As most of you reading this know by now, it was Ellie's lack of language as she approached the two-year mark that prompted me to get her tested. And those tests, beginning in June and culminating in October's diagnosis of Autism, that resulted in the series of daily and weekly therapies that keep us so busy.
This week, thanks to the arrival of the flu in the house, Ellie has had neither speech not occupational therapy even once. Instead, ever since Spencer's first symptoms appeared almost a week ago, we have been quarantined here waiting to be well enough to re-enter society.
A brief word on the H1N1 virus, as this would appear to be what we've had: not the end of the world. Seriously. It may be that our overall health was good to begin with--we all take our vitamins and we're careful about our diets-- but although it has been miserable and prolonged (Spencer still had a slight fever yesterday, five days after the appearance of his first symptom), it has not been a frightening illness in any way. There was some vomiting for Spencer, but I've seen worse in your average stomach bug, and that segment was over in 24 hours. There have been fevers, but they respond well to Motrin and we've been able to keep them down to 103 or less. There has been a lot of fatigue, muscle aches, headaches, stomach aches, sore throats, congestion and general misery, but again--nothing frightening. For what it's worth, we've treated with regular doses of Motrin, multivitamins, and larger doses of vitamin D3: 1000iu daily for Lexi and Spencer, and 5000iu daily for Paulo and myself. And strangely enough, I have yet to get sick. I'm still waiting for the other shoe to drop. It would be just my luck to get this thing as soon as the rest of the family is healthy again!

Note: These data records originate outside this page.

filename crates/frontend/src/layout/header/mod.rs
pub mod header;

pub use header::Header;
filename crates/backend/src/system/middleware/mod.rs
pub mod request_logger;
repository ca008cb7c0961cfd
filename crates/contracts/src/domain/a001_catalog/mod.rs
pub mod aggregate;
pub mod filter;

In any event, we've been stuck at home and I have been frustrated to miss all this therapy time. I've been trying to steal moments here and there to work with Ellie on the skills we're supposed to be working on at school, but it isn't as long or intense as the time she spends either with the speech therapist or in school. And there are almost always distractions. So on the days when she has her bath without a sibling I've been trying to spend some extra time playing, labeling, and working on encouraging appropriate responses. All the work at this age is based on play, anyway, so almost any place that you can control the play can work.
Tuesday night after dinner, we went upstairs for Ellie's bath as usual. As usual, she made a beeline for the basket of toys and began to toss them into the tub, one at a time. The bath filled and we finally added one naked toddler, babbling and splashing. I was watching quietly when she decided surprise me by talking! One at a time, she held up the toys we'd played with the night before and labeled them for me: bus, train, car, dolphin, duck, ball, fish...The words weren't perfect, but they were deliberate attempts at the right sounds. My jaw dropped. She grinned, clearly pleased with herself. Again and again, we came back to the toys--I'd point and ask her, and she's answer with the same sounds she' d made for each object before. Tears sprang to my eyes. It was the best gift she could have given me. I called to Paulo to come and see, but by the time he got up stairs she'd decided it was time to play a different game, and that was that.
Yesterday, Wednesday, she started to say "chip" and actually pulled me to the kitchen several times to stare at the bag of barbecue potato chips on the counter and say "chip". And, at the end of the day she repeated her performance in the tub with the train and the bus. I was overjoyed.
I am thrilled and hopeful that this could be the beginning of more meaningful language. Paulo smiled knowingly at my surprise and wonder. Having been a late talker himself, he's been convinced for a long time that she would start talking when she was three, like he did. I want him to be right, and yet I am afraid to get too excited. I have heard and read that sometimes these things come unexpectedly with ASD kids, and then leave just as quickly and mysteriously as they appeared. I am praying, and crossing my fingers, and I just can't help hoping that this--this is the beginning we've been waiting for.